Ok, I'm no audiophile, just to start  I've never been in a room like most of these other guys on here have, though would like to listen in one, one of these days to see what im missing. But for some one like me and yourself, 2 PSA XV15's would more than blow u away. If you like the sound of that sub you have now, these subs will blow your mind and u would be more than happy. Unless you have heard a quote really system u won't no what your missing and be happy to own something such as this. That's just my opinion and experience. These guys in here are long time audiophiles and have started from the bottom and worked to the top. They definitely know what they are talking about because they have been there and done that, so u are in good hands I just figured I'd put my 2 cents in.


----------



## tesseract (Aug 9, 2010)

vertigo_2_20 said:


> Some final questions:
> 
> - If 2 subs produce the output four times that of a single sub, and a single 12" is enough for 2-3000ft^3, it seems that 2 12's should be plenty, and 2 15's should be more than enough. Why is this not the case?
> 
> ...


To reach from 40 Hz (about the limit of the Polk sub) to another octave lower at 20 Hz, is going to take cubic inches, especially critical in your massive space. 

You want to dig deeper, not just gain overall volume (SPL level). In other words, you want more volume down low, where the Polk 10" is unable to reach. There is much to be gained, you just haven't experienced it, yet.

Sealed subs rely on room gain, which isn't likely to be had in such a large space. Unless you intend on many multiples, I would recommend limiting your search to ported subs. You are on the right track with the 15" PSA and Rythmik brands. 

Is the servo worth the extra money? It is useful in my experience, but not completely necessary. That is a value judgement you will have to make, a couple of percent of improvement for several hundred dollars difference, music being a low priority vs. movies. Honestly, I would get 3 PSA XV15 over 2 Rythmik FV15HP servo, if it were my money.


----------



## hjones4841 (Jan 21, 2009)

With that much room volume, multiple subs are about the only way to go if you want high volume. My system has Hsu ULS-15 subs in it, but I have never heard the VTF-15H. 

Some folks think that sealed subs sound more musical. Dr. Hsu said that a ported sub can sound just as good as a sealed sub if designed properly.


----------



## TheLaw612 (Jan 17, 2012)

For primarily movies I think the XV15 would be the best bet. And with a space that huge you would be better off going duals at least. 

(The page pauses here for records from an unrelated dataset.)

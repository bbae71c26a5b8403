use axum::Router;

pub mod ar;
pub mod invoices;
pub mod suppliers;
pub mod system;

/// Compose the per-area routers.
pub fn router() -> Router {
    Router::new()
        .nest("/suppliers", suppliers::router())
        .nest("/invoices", invoices::router())
        .nest("/ar", ar::router())
}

I own one XV15 and it's amazing so I know you won't be disappointed.


----------



## raynist (Aug 16, 2011)

A space that big I would think at least 3 of the PSA subs. 

Their shipping is free, not sure about return shipping though 

I have 3 of the XV15's and 3 other SVS subs in my 5000 cubic feet gameroom, but I like overkill


----------



## hyghwayman (Jan 15, 2008)

I would recommend giving SVS a call and ask them - Toll-Free: 1-877-626-5623


----------



## vertigo_2_20 (Jul 14, 2013)

I called PSA the other day and spoke with Tom, who patiently answered all my questions and reassured me that two XV15's in my space should be capable of hitting the mid-teens at ~110-115 dB. He was very helpful, and they even offer a 5% military discount. Unless I find or am given a really good reason to do otherwise, I'm planning on placing an order with them soon. I figure I could do better, for a lot more, or I could spend a lot less, and get a lot less. This seems like the most bang for the buck and I imagine I will be very happy with them. Tom even said if I wanted I could start with just one and if I decided I wanted a second one he'd give me the 5% discount you normally get for buying two on the second one. The downside is I wouldn't get that discount on the first one, so it would cost me ~$40 more to do it that way. I think I'm just going to get two, to not only help provide more bass but to help even it out. I'm bookmarking this thread so I remember to come back after I get them set up to share my thoughts.


----------



## pddufrene (Mar 14, 2013)

vertigo_2_20 said:


> I called PSA the other day and spoke with Tom, who patiently answered all my questions and reassured me that two XV15's in my space should be capable of hitting the mid-teens at ~110-115 dB. He was very helpful, and they even offer a 5% military discount. Unless I find or am given a really good reason to do otherwise, I'm planning on placing an order with them soon. I figure I could do better, for a lot more, or I could spend a lot less, and get a lot less. This seems like the most bang for the buck and I imagine I will be very happy with them. Tom even said if I wanted I could start with just one and if I decided I wanted a second one he'd give me the 5% discount you normally get for buying two on the second one. The downside is I wouldn't get that discount on the first one, so it would cost me ~$40 more to do it that way. I think I'm just going to get two, to not only help provide more bass but to help even it out. I'm bookmarking this thread so I remember to come back after I get them set up to share my thoughts.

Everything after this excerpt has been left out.